Cablevision has larger problems than the size of its bandwidth, as a battle heats up between the cable provider and its Brooklyn workers who were fired, they say because they tried to form a union.
Last year, Brooklyn Cablevision workers tried to join the Communications Workers of America (CWA 1109). Now they are claiming that Cablevision is using them as a scapegoat in order to instill fear to break the union up.
The most recent attempt to frighten the workers in Brooklyn was when 22 union members were fired for refusing to work, according to Tom Dawes, a union organizer with CWA.
“A small number of Brooklyn technicians refused to work after several request to do so,” read a statement from Cablevision. “Therefore, Cablevision took legal and appropriate steps to maintain adequate staffing and ensure its Brooklyn operations are not disrupted. Five of these employees have already been brought back.”

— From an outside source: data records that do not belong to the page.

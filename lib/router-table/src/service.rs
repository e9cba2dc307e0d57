//! Service directory: catch-all server, registrar and server pool per service

use crate::{Result, RoutingError, ServerRole};
use rand::seq::SliceRandom;
use rand::Rng;
use std::collections::HashMap;
use tracing::debug;

/// Insertion-ordered set of server ids
#[derive(Clone, Debug, Default, PartialEq, Eq)]
pub(crate) struct ServerPool {
    servers: Vec<String>,
}

impl ServerPool {
    fn position(&self, server_id: &str) -> Option<usize> {
        self.servers.iter().position(|s| s == server_id)
    }

    pub fn contains(&self, server_id: &str) -> bool {
        self.position(server_id).is_some()
    }

    /// Append the server unless it is already a member. Returns whether the
    /// pool changed.
    pub fn add(&mut self, server_id: &str) -> bool {
        if self.contains(server_id) {
            return false;
        }
        self.servers.push(server_id.to_string());
        true
    }

    /// Remove the server if it is a member. Returns whether the pool changed.
    pub fn remove(&mut self, server_id: &str) -> bool {
        match self.position(server_id) {
            Some(pos) => {
                self.servers.remove(pos);
                true
            }
            None => false,
        }
    }

    /// Pick a member uniformly at random
    pub fn choose<R: Rng + ?Sized>(&self, rng: &mut R) -> Option<&str> {
        self.servers.choose(rng).map(String::as_str)
    }

    pub fn servers(&self) -> &[String] {
        &self.servers
    }
}

/// Routing information tracked per service
#[derive(Clone, Debug, Default)]
pub(crate) struct ServiceRecord {
    /// Empty means unset
    server: String,
    /// Empty means unset
    registrar: String,
    pool: ServerPool,
}

impl ServiceRecord {
    fn field(&self, role: ServerRole) -> &str {
        match role {
            ServerRole::CatchAll => &self.server,
            ServerRole::Registrar => &self.registrar,
        }
    }

    fn field_mut(&mut self, role: ServerRole) -> &mut String {
        match role {
            ServerRole::CatchAll => &mut self.server,
            ServerRole::Registrar => &mut self.registrar,
        }
    }

    pub fn server(&self, role: ServerRole) -> Option<&str> {
        Some(self.field(role)).filter(|s| !s.is_empty())
    }
}

/// Map of service id to record. Not synchronized; see `MemoryRoutingTable`.
#[derive(Debug, Default)]
pub struct ServiceDirectory {
    services: HashMap<String, ServiceRecord>,
}

impl ServiceDirectory {
    pub fn new() -> Self {
        Self::default()
    }

    fn record(&self, service_id: &str) -> Result<&ServiceRecord> {
        self.services
            .get(service_id)
            .ok_or_else(|| RoutingError::UnknownService(service_id.to_string()))
    }

    fn record_mut(&mut self, service_id: &str) -> &mut ServiceRecord {
        if !self.services.contains_key(service_id) {
            debug!("Creating service record: {}", service_id);
        }
        self.services.entry(service_id.to_string()).or_default()
    }

    /// Read the catch-all server or the registrar
    pub fn server(&self, service_id: &str, role: ServerRole) -> Result<String> {
        self.record(service_id)?
            .server(role)
            .map(str::to_string)
            .ok_or_else(|| RoutingError::ServerNotFound {
                service_id: service_id.to_string(),
                role,
            })
    }

    /// Overwrite the catch-all server or the registrar. An empty id unsets it.
    pub fn set_server(&mut self, service_id: &str, role: ServerRole, server_id: &str) {
        *self.record_mut(service_id).field_mut(role) = server_id.to_string();
    }

    pub fn random_server<R: Rng + ?Sized>(&self, service_id: &str, rng: &mut R) -> Result<String> {
        self.record(service_id)?
            .pool
            .choose(rng)
            .map(str::to_string)
            .ok_or_else(|| RoutingError::ServerPoolEmpty(service_id.to_string()))
    }

    pub fn pool(&self, service_id: &str) -> Result<Vec<String>> {
        Ok(self.record(service_id)?.pool.servers().to_vec())
    }

    pub fn add_to_pool(&mut self, service_id: &str, server_id: &str) {
        if self.record_mut(service_id).pool.add(server_id) {
            debug!("Added {} to pool of service {}", server_id, service_id);
        }
    }

    pub fn remove_from_pool(&mut self, service_id: &str, server_id: &str) {
        if self.record_mut(service_id).pool.remove(server_id) {
            debug!("Removed {} from pool of service {}", server_id, service_id);
        }
    }

    pub fn contains(&self, service_id: &str) -> bool {
        self.services.contains_key(service_id)
    }

    pub fn len(&self) -> usize {
        self.services.len()
    }

    pub fn is_empty(&self) -> bool {
        self.services.is_empty()
    }
}

#[cfg(test)]
mod tests {
    use super::*;
    use crate::ErrorKind;
    use std::collections::HashSet;

    #[test]
    fn test_pool_set_semantics() {
        let mut pool = ServerPool::default();
        assert!(pool.add("pool.1"));
        assert!(pool.add("pool.2"));
        assert!(!pool.add("pool.1"));
        assert_eq!(pool.servers(), ["pool.1", "pool.2"]);

        assert!(!pool.remove("pool.3"));
        assert_eq!(pool.servers().len(), 2);

        assert!(pool.remove("pool.1"));
        assert_eq!(pool.servers(), ["pool.2"]);
        assert!(!pool.remove("pool.1"));
    }

    #[test]
    fn test_pool_keeps_insertion_order() {
        let mut pool = ServerPool::default();
        for id in ["c", "a", "b"] {
            pool.add(id);
        }
        pool.add("a");
        pool.remove("c");
        pool.add("c");
        assert_eq!(pool.servers(), ["a", "b", "c"]);
    }

    #[test]
    fn test_choose_covers_pool() {
        let mut pool = ServerPool::default();
        assert!(pool.choose(&mut rand::thread_rng()).is_none());

        for id in ["pool.1", "pool.2", "pool.3"] {
            pool.add(id);
        }
        let mut rng = rand::thread_rng();
        let seen: HashSet<&str> = (0..1000).filter_map(|_| pool.choose(&mut rng)).collect();
        assert_eq!(seen, HashSet::from(["pool.1", "pool.2", "pool.3"]));
    }

    #[test]
    fn test_unknown_service() {
        let directory = ServiceDirectory::new();
        let mut rng = rand::thread_rng();
        for err in [
            directory.server("service.1", ServerRole::CatchAll).unwrap_err(),
            directory.server("service.1", ServerRole::Registrar).unwrap_err(),
            directory.random_server("service.1", &mut rng).unwrap_err(),
            directory.pool("service.1").unwrap_err(),
        ] {
            assert_eq!(err.kind(), ErrorKind::UnknownService);
        }
        assert!(directory.is_empty());
    }

    #[test]
    fn test_catch_all_and_registrar_are_separate() {
        let mut directory = ServiceDirectory::new();
        directory.set_server("service.4", ServerRole::CatchAll, "server.2");
        directory.set_server("service.4", ServerRole::Registrar, "registrar.2");
        directory.set_server("service.2", ServerRole::CatchAll, "server.1");

        assert_eq!(
            directory.server("service.4", ServerRole::CatchAll).unwrap(),
            "server.2"
        );
        assert_eq!(
            directory.server("service.4", ServerRole::Registrar).unwrap(),
            "registrar.2"
        );
        let err = directory
            .server("service.2", ServerRole::Registrar)
            .unwrap_err();
        assert_eq!(
            err,
            RoutingError::ServerNotFound {
                service_id: "service.2".to_string(),
                role: ServerRole::Registrar,
            }
        );
    }

    #[test]
    fn test_empty_server_reads_as_unset() {
        let mut directory = ServiceDirectory::new();
        directory.set_server("service.3", ServerRole::CatchAll, "");
        let err = directory
            .server("service.3", ServerRole::CatchAll)
            .unwrap_err();
        assert_eq!(err.kind(), ErrorKind::ServerNotFound);
    }

    #[test]
    fn test_remove_creates_record() {
        let mut directory = ServiceDirectory::new();
        directory.remove_from_pool("service.9", "pool.1");
        assert!(directory.contains("service.9"));

        let err = directory
            .random_server("service.9", &mut rand::thread_rng())
            .unwrap_err();
        assert_eq!(err.kind(), ErrorKind::ServerPoolEmpty);
        assert!(directory.pool("service.9").unwrap().is_empty());
    }
}
//! In-memory routing table for single-node deployments without persistence

use crate::{ClientDirectory, ClientTable, Result, ServerRole, ServiceDirectory, ServiceTable};
use std::sync::{PoisonError, RwLock, RwLockReadGuard, RwLockWriteGuard};

/// MemoryRoutingTable implements every routing table operation in memory.
///
/// Each directory sits behind its own lock. Every operation, including
/// create-if-absent followed by a mutation, runs inside a single critical
/// section, so concurrent first writes to an unseen id land in one record.
#[derive(Debug, Default)]
pub struct MemoryRoutingTable {
    clients: RwLock<ClientDirectory>,
    services: RwLock<ServiceDirectory>,
}

// Directory mutations cannot panic part-way, so a poisoned lock still guards
// consistent data.
fn read<T>(lock: &RwLock<T>) -> RwLockReadGuard<'_, T> {
    lock.read().unwrap_or_else(PoisonError::into_inner)
}

fn write<T>(lock: &RwLock<T>) -> RwLockWriteGuard<'_, T> {
    lock.write().unwrap_or_else(PoisonError::into_inner)
}

impl MemoryRoutingTable {
    pub fn new() -> Self {
        Self::default()
    }

    /// Number of known clients
    pub fn client_count(&self) -> usize {
        read(&self.clients).len()
    }

    /// Number of known services
    pub fn service_count(&self) -> usize {
        read(&self.services).len()
    }
}

impl ClientTable for MemoryRoutingTable {
    fn get_client_message_server(&self, client_id: &str) -> Result<String> {
        read(&self.clients).message_server(client_id)
    }

    fn set_client_message_server(&self, client_id: &str, server_id: &str) -> Result<()> {
        write(&self.clients).set_message_server(client_id, server_id);
        Ok(())
    }

    fn get_client_service_server(&self, client_id: &str, service_id: &str) -> Result<String> {
        read(&self.clients).service_server(client_id, service_id)
    }

    fn set_client_service_server(
        &self,
        client_id: &str,
        service_id: &str,
        server_id: &str,
    ) -> Result<()> {
        write(&self.clients).set_service_server(client_id, service_id, server_id);
        Ok(())
    }
}

impl ServiceTable for MemoryRoutingTable {
    fn get_service_server(&self, service_id: &str) -> Result<String> {
        read(&self.services).server(service_id, ServerRole::CatchAll)
    }

    fn set_service_server(&self, service_id: &str, server_id: &str) -> Result<()> {
        write(&self.services).set_server(service_id, ServerRole::CatchAll, server_id);
        Ok(())
    }

    fn get_service_registrar(&self, service_id: &str) -> Result<String> {
        read(&self.services).server(service_id, ServerRole::Registrar)
    }

    fn set_service_registrar(&self, service_id: &str, server_id: &str) -> Result<()> {
        write(&self.services).set_server(service_id, ServerRole::Registrar, server_id);
        Ok(())
    }

    fn get_service_random_server(&self, service_id: &str) -> Result<String> {
        read(&self.services).random_server(service_id, &mut rand::thread_rng())
    }

    fn get_service_pool(&self, service_id: &str) -> Result<Vec<String>> {
        read(&self.services).pool(service_id)
    }

    fn add_server_to_service_pool(&self, service_id: &str, server_id: &str) -> Result<()> {
        write(&self.services).add_to_pool(service_id, server_id);
        Ok(())
    }

    fn remove_server_from_service_pool(&self, service_id: &str, server_id: &str) -> Result<()> {
        write(&self.services).remove_from_pool(service_id, server_id);
        Ok(())
    }
}
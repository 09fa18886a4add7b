//! `NodeExecutor` trait and registry (spec §4.2, component C2).

use std::collections::HashMap;
use std::sync::Arc;

use async_trait::async_trait;
use flow_workflow::{Node, NodeMap, HANDLE_MAIN};

use crate::context::ExecutionContext;
use crate::error::NodeError;

/// A node's produced output, tagged with the handle it was emitted on.
/// Non-branching nodes always emit on `"main"`; `if`/`switch` pick the
/// branch handle; `parallel`'s inline mode has no single handle (see
/// `ParallelExecutor`, which bypasses this trait for its subgraphs).
#[derive(Debug, Clone)]
pub struct NodeOutput {
    pub handle: String,
    pub data: NodeMap,
}

impl NodeOutput {
    pub fn main(data: NodeMap) -> Self {
        Self {
            handle: HANDLE_MAIN.to_string(),
            data,
        }
    }

    pub fn on(handle: impl Into<String>, data: NodeMap) -> Self {
        Self {
            handle: handle.into(),
            data,
        }
    }
}

/// Plug-in contract every node type implements (spec §6 "NodeExecutor
/// plug-in contract"). Structural executors (§4.3) additionally hold a
/// handle back into the `Scheduler` to launch sub-branches; that capability
/// lives in `crate::structural`, not in this trait, to keep the contract
/// uniform for library executors.
#[async_trait]
pub trait NodeExecutor: Send + Sync {
    fn node_type(&self) -> &'static str;

    async fn execute(
        &self,
        node: &Node,
        input: &NodeMap,
        ctx: &ExecutionContext,
    ) -> Result<NodeOutput, NodeError>;
}

/// Maps `type -> NodeExecutor`. Registration is one-shot at engine
/// construction (spec §4.2).
#[derive(Default)]
pub struct NodeExecutorRegistry {
    executors: HashMap<String, Arc<dyn NodeExecutor>>,
}

impl NodeExecutorRegistry {
    pub fn new() -> Self {
        Self {
            executors: HashMap::new(),
        }
    }

    pub fn register(&mut self, executor: Arc<dyn NodeExecutor>) {
        self.executors
            .insert(executor.node_type().to_string(), executor);
    }

    pub fn get(&self, node_type: &str) -> Option<Arc<dyn NodeExecutor>> {
        self.executors.get(node_type).cloned()
    }

    pub fn contains(&self, node_type: &str) -> bool {
        self.executors.contains_key(node_type)
    }

    /// A registry with only the mandatory core control executors and
    /// trigger pass-throughs registered - no library node ever needs to be
    /// present for the core to compile and run (spec §9 "Plugin boundary").
    pub fn core() -> Self {
        let mut registry = Self::new();
        registry.register(Arc::new(ManualTriggerExecutor));
        registry.register(Arc::new(ScheduleTriggerExecutor));
        registry.register(Arc::new(WebhookTriggerExecutor));
        registry.register(Arc::new(FileTriggerExecutor));
        registry.register(Arc::new(NoOpExecutor));
        registry.register(Arc::new(SetExecutor));
        crate::structural::register_all(&mut registry);
        registry
    }
}

macro_rules! passthrough_trigger {
    ($name:ident, $type_name:literal) => {
        pub struct $name;

        #[async_trait]
        impl NodeExecutor for $name {
            fn node_type(&self) -> &'static str {
                $type_name
            }

            async fn execute(
                &self,
                _node: &Node,
                input: &NodeMap,
                _ctx: &ExecutionContext,
            ) -> Result<NodeOutput, NodeError> {
                Ok(NodeOutput::main(input.clone()))
            }
        }
    };
}

// Trigger nodes are normally seeded directly by the scheduler (spec §4.5
// step 2), which deposits `initialInput` as their output without going
// through the registry. These exist so a trigger dispatched in isolation
// (e.g. `submit` with `dryRun`) still resolves to a well-defined executor.
passthrough_trigger!(ManualTriggerExecutor, "manualTrigger");
passthrough_trigger!(ScheduleTriggerExecutor, "scheduleTrigger");
passthrough_trigger!(WebhookTriggerExecutor, "webhookTrigger");
passthrough_trigger!(FileTriggerExecutor, "fileTrigger");

/// Transparent pass-through, useful as a graph junction point.
pub struct NoOpExecutor;

#[async_trait]
impl NodeExecutor for NoOpExecutor {
    fn node_type(&self) -> &'static str {
        "noOp"
    }

    async fn execute(
        &self,
        _node: &Node,
        input: &NodeMap,
        _ctx: &ExecutionContext,
    ) -> Result<NodeOutput, NodeError> {
        Ok(NodeOutput::main(input.clone()))
    }
}

/// Assigns/overwrites fields on the input payload from resolved parameters.
/// A minimal stand-in for the library "Set" node, kept around because the
/// end-to-end scenarios in spec §4.3 need *some* node that produces known
/// data; not part of the structural core.
pub struct SetExecutor;

#[async_trait]
impl NodeExecutor for SetExecutor {
    fn node_type(&self) -> &'static str {
        "set"
    }

    async fn execute(
        &self,
        node: &Node,
        input: &NodeMap,
        _ctx: &ExecutionContext,
    ) -> Result<NodeOutput, NodeError> {
        let mut out = input.clone();
        if let Some(serde_json::Value::Object(fields)) = node.parameters.get("fields") {
            for (k, v) in fields {
                out.insert(k.clone(), v.clone());
            }
        }
        Ok(NodeOutput::main(out))
    }
}
//! `ExpressionResolver` (spec §4.1, component C1): renders templated
//! strings and resolves typed references against a live execution scope.

pub mod evaluator;
pub mod parser;

use std::collections::HashMap;

use flow_workflow::value::{stringify, truthy, Value};
use parser::{parse, parse_template, TemplatePart};
use thiserror::Error;

/// Syntax-level failures only; missing data is never an error here (spec
/// §4.1 "Fails with `ExpressionError` only for genuine syntax errors").
#[derive(Debug, Error, Clone, PartialEq)]
pub enum ExpressionError {
    #[error("syntax error: {0}")]
    Syntax(String),
    #[error("type error: {0}")]
    Type(String),
}

pub type ExpressionResult<T> = Result<T, ExpressionError>;

/// The scope templates and references are resolved against: `$input` binds
/// the node's computed input, `$nodes` binds recorded upstream outputs by
/// node id, `$vars` binds workflow variables (spec §4.1, §4.5 step 5).
pub struct Scope<'a> {
    pub input: &'a Value,
    pub nodes: &'a HashMap<String, Value>,
    pub vars: &'a HashMap<String, Value>,
}

/// A string that is exactly one bare `$...` reference with no surrounding
/// text (`$input.count`, not `"n={{ $input.count }}"`).
fn as_bare_ref(s: &str) -> Option<Vec<String>> {
    let s = s.trim();
    let rest = s.strip_prefix('$')?;
    if rest.is_empty() || rest.contains("{{") {
        return None;
    }
    Some(rest.split('.').map(String::from).collect())
}

/// Resolve a single string leaf. A bare `$ref` preserves the referenced
/// value's type; a string containing exactly one `{{ expr }}` template and
/// no other text also preserves the expression's value type; anything else
/// concatenates stringified parts (spec §4.1 "A template resolving to a
/// non-string value, when embedded in a larger string, is stringified").
fn resolve_string(s: &str, scope: &Scope) -> ExpressionResult<Value> {
    if let Some(path) = as_bare_ref(s) {
        return Ok(evaluator::eval(&parser::Expr::Ref(path), scope)?);
    }
    if !s.contains("{{") {
        return Ok(Value::String(s.to_string()));
    }
    let parts = parse_template(s)?;
    if let [TemplatePart::Expr(expr)] = parts.as_slice() {
        return evaluator::eval(expr, scope);
    }
    let mut out = String::new();
    for part in &parts {
        match part {
            TemplatePart::Literal(lit) => out.push_str(lit),
            TemplatePart::Expr(expr) => {
                let v = evaluator::eval(expr, scope)?;
                out.push_str(&stringify(&v));
            }
        }
    }
    Ok(Value::String(out))
}

/// `resolve(paramTree, context) -> paramTree'`: replaces every
/// template/reference leaf, preserving the tree's array/object structure.
pub fn resolve(tree: &Value, scope: &Scope) -> ExpressionResult<Value> {
    match tree {
        Value::String(s) => resolve_string(s, scope),
        Value::Array(items) => {
            let mut out = Vec::with_capacity(items.len());
            for item in items {
                out.push(resolve(item, scope)?);
            }
            Ok(Value::Array(out))
        }
        Value::Object(map) => {
            let mut out = serde_json::Map::with_capacity(map.len());
            for (k, v) in map {
                out.insert(k.clone(), resolve(v, scope)?);
            }
            Ok(Value::Object(out))
        }
        other => Ok(other.clone()),
    }
}

/// `evaluateCondition(exprString, context) -> bool`, the distinct entry
/// point used by `if`, retry `until`, etc. An empty string is deterministic
/// falsy (spec §8).
pub fn evaluate_condition(expr: &str, scope: &Scope) -> ExpressionResult<bool> {
    let rendered = render_condition(expr, scope)?;
    let ast = parse(&rendered)?;
    let value = evaluator::eval(&ast, scope)?;
    Ok(truthy(&value))
}

/// Render any `{{ ... }}` template segments of a condition string into their
/// stringified value before parsing, so a condition that mixes a template
/// substitution with literal expression syntax (`"{{ $input.count }} > 10"`)
/// re-parses as a plain expression.
fn render_condition(expr: &str, scope: &Scope) -> ExpressionResult<String> {
    if !expr.contains("{{") {
        return Ok(expr.to_string());
    }
    let parts = parse_template(expr)?;
    let mut out = String::new();
    for part in &parts {
        match part {
            TemplatePart::Literal(lit) => out.push_str(lit),
            TemplatePart::Expr(inner) => out.push_str(&stringify(&evaluator::eval(inner, scope)?)),
        }
    }
    Ok(out)
}
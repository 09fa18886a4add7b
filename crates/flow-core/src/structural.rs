//! Structural executors (spec §4.3, component C3): `if`, `switch`, `parallel`,
//! `loop`, `tryCatch`, `retry`, `rateLimit`. `merge` is the exception - its
//! per-branch dispatch and barrier handling lives directly in
//! [`crate::scheduler`], since a merge node is dispatched once per arriving
//! edge rather than once per readiness, which the uniform `NodeExecutor`
//! contract doesn't model.
//!
//! These executors resolve only the specific parameter leaves they need
//! (condition/when/retryOn expressions via `evaluateCondition`, `items` via
//! `resolve`) rather than going through the scheduler's generic
//! parameter-tree resolution - see the comment in
//! `scheduler::dispatch_normal` for why.

use std::collections::HashMap;
use std::time::Duration;

use async_trait::async_trait;
use flow_workflow::value::Value;
use flow_workflow::{Connection, Node, NodeMap};
use flow_workflow::{HANDLE_BODY, HANDLE_CATCH, HANDLE_FALSE, HANDLE_TRUE, HANDLE_TRY};
use futures::future::join_all;

use crate::context::ExecutionContext;
use crate::error::{NodeError, NodeErrorKind};
use crate::executor::{NodeExecutor, NodeExecutorRegistry, NodeOutput};
use crate::expression::{self, Scope};
use crate::scheduler::{error_to_value, subgraph_from_handle};

pub fn register_all(registry: &mut NodeExecutorRegistry) {
    registry.register(std::sync::Arc::new(IfExecutor));
    registry.register(std::sync::Arc::new(SwitchExecutor));
    registry.register(std::sync::Arc::new(ParallelExecutor));
    registry.register(std::sync::Arc::new(LoopExecutor));
    registry.register(std::sync::Arc::new(TryCatchExecutor));
    registry.register(std::sync::Arc::new(RetryExecutor));
    registry.register(std::sync::Arc::new(RateLimitExecutor));
}

fn scope_for<'a>(input_value: &'a Value, nodes: &'a HashMap<String, Value>, vars: &'a HashMap<String, Value>) -> Scope<'a> {
    Scope {
        input: input_value,
        nodes,
        vars,
    }
}

pub struct IfExecutor;

#[async_trait]
impl NodeExecutor for IfExecutor {
    fn node_type(&self) -> &'static str {
        "if"
    }

    async fn execute(&self, node: &Node, input: &NodeMap, ctx: &ExecutionContext) -> Result<NodeOutput, NodeError> {
        let input_value = Value::Object(input.clone());
        let nodes = ctx.node_outputs_snapshot();
        let vars = ctx.variables_snapshot();
        let scope = scope_for(&input_value, &nodes, &vars);

        let condition = node.parameters.get("condition").and_then(|v| v.as_str());
        let result = match condition {
            Some(expr) => match expression::evaluate_condition(expr, &scope) {
                Ok(b) => b,
                Err(e) => {
                    ctx.logger().warn(&node.id, format!("if condition error, treated as false: {e}"));
                    false
                }
            },
            None => false,
        };

        let mut out = input.clone();
        out.insert("conditionResult".to_string(), Value::Bool(result));
        out.insert(
            "branch".to_string(),
            Value::String(if result { "true" } else { "false" }.to_string()),
        );
        let handle = if result { HANDLE_TRUE } else { HANDLE_FALSE };
        Ok(NodeOutput::on(handle, out))
    }
}

/// No case matching and no `default` configured is not an error: the node
/// emits on a handle ("none") no real connection is expected to target, so
/// the dead branch simply never dispatches (spec §4.5 "dies out naturally").
const SWITCH_NONE_HANDLE: &str = "none";

pub struct SwitchExecutor;

#[async_trait]
impl NodeExecutor for SwitchExecutor {
    fn node_type(&self) -> &'static str {
        "switch"
    }

    async fn execute(&self, node: &Node, input: &NodeMap, ctx: &ExecutionContext) -> Result<NodeOutput, NodeError> {
        let input_value = Value::Object(input.clone());
        let nodes = ctx.node_outputs_snapshot();
        let vars = ctx.variables_snapshot();
        let scope = scope_for(&input_value, &nodes, &vars);

        let cases = node.parameters.get("cases").and_then(|v| v.as_array());
        let mut matched: Option<String> = None;
        if let Some(cases) = cases {
            for case in cases {
                let when = case.get("when").and_then(|v| v.as_str());
                let handle = case.get("handle").and_then(|v| v.as_str());
                let (Some(when), Some(handle)) = (when, handle) else {
                    continue;
                };
                match expression::evaluate_condition(when, &scope) {
                    Ok(true) => {
                        matched = Some(handle.to_string());
                        break;
                    }
                    Ok(false) => continue,
                    Err(e) => {
                        ctx.logger()
                            .warn(&node.id, format!("switch case '{when}' error, skipped: {e}"));
                        continue;
                    }
                }
            }
        }
        let handle = matched
            .or_else(|| node.parameters.get("default").and_then(|v| v.as_str()).map(str::to_string))
            .unwrap_or_else(|| SWITCH_NONE_HANDLE.to_string());

        let mut out = input.clone();
        out.insert("branch".to_string(), Value::String(handle.clone()));
        Ok(NodeOutput::on(handle, out))
    }
}

/// Deserialized shape of one `parallel` inline branch.
#[derive(serde::Deserialize)]
struct InlineBranch {
    id: String,
    nodes: Vec<Node>,
    connections: Vec<Connection>,
}

pub struct ParallelExecutor;

#[async_trait]
impl NodeExecutor for ParallelExecutor {
    fn node_type(&self) -> &'static str {
        "parallel"
    }

    async fn execute(&self, node: &Node, input: &NodeMap, ctx: &ExecutionContext) -> Result<NodeOutput, NodeError> {
        match node.parameters.get("branches") {
            // Fan-out: the scheduler's normal concurrent dispatch of every
            // outgoing edge already provides the concurrency (spec §4.3).
            Some(Value::Number(_)) => Ok(NodeOutput::main(input.clone())),
            Some(Value::Array(items)) if items.is_empty() => {
                // Empty inline-branch list: pass the input through unchanged
                // (spec §8 boundary behavior "`parallel` with empty
                // `branches` list -> passes input through with
                // `_branchCount=0`").
                let mut out = input.clone();
                out.insert("_branchCount".to_string(), Value::from(0));
                Ok(NodeOutput::main(out))
            }
            Some(Value::Array(items)) => {
                let mut branches = Vec::with_capacity(items.len());
                for item in items {
                    let branch: InlineBranch = serde_json::from_value(item.clone()).map_err(|e| {
                        NodeError::config(format!("parallel node '{}': invalid inline branch: {e}", node.id))
                    })?;
                    branches.push(branch);
                }
                let futures = branches.into_iter().map(|branch| {
                    let ctx = ctx.clone();
                    let input = input.clone();
                    async move {
                        let output = ctx
                            .scheduler()
                            .clone()
                            .run_subgraph(branch.nodes, branch.connections, input, &ctx)
                            .await?;
                        Ok::<(String, NodeMap), NodeError>((branch.id, output))
                    }
                });
                let results = join_all(futures).await;
                let mut out = NodeMap::new();
                for result in results {
                    let (branch_id, output) = result?;
                    out.insert(branch_id, Value::Object(output));
                }
                Ok(NodeOutput::main(out))
            }
            other => {
                let detail = match other {
                    Some(v) => format!("expected integer or array, got {}", type_name(v)),
                    None => "missing 'branches' parameter".to_string(),
                };
                let mut out = NodeMap::new();
                out.insert(
                    "error".to_string(),
                    Value::String(format!("Invalid branches configuration: {detail}")),
                );
                Ok(NodeOutput::main(out))
            }
        }
    }
}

But Dawes said that the workers were baited into being terminated because they were specifically told not to work. According to him, the workers who were fired were told to wait for a meeting and were then terminated because they were not working.
Cablevision disagrees with this statement but would not comment further.
The CWA conducted an in-house study that found Cablevision service in Brooklyn is 25 percent slower than in the Bronx, where the workers are not unionized. This is a finding that Cablevision openly refutes.
He went on to say that it is widely known that Cablevision owner James Dolan has told his workers in the Bronx that the company will leave Brooklyn behind.
On Friday, the provider announced that Brooklyn employees have petitioned the National Labor Relations Board to determine if CWA will continue to represent them through a vote by employees.
“Virtually all Cablevision employees have a direct relationship with the company,” read a statement. “Cablevision looks forward to an election at the earliest possible date to allow its Brooklyn employees to determine whether or not the CWA will continue to represent them.”
Dawes responded to the petition and said that it was “a minority of people who had their arms twisted.” He went on to say that an election was held a year ago, which determined that CWA would represent the Brooklyn workers, and he felt that if it came to a vote they would win again.
Dawes further said that the petition is the result of the firing of the 22 union members, something he referred to as a “scare tactic.” He said that he doubted the NLRB would consider looking at the petition given the history of Cablevision's treatment of their workers.
“This company is not afraid to control their workers,” he said.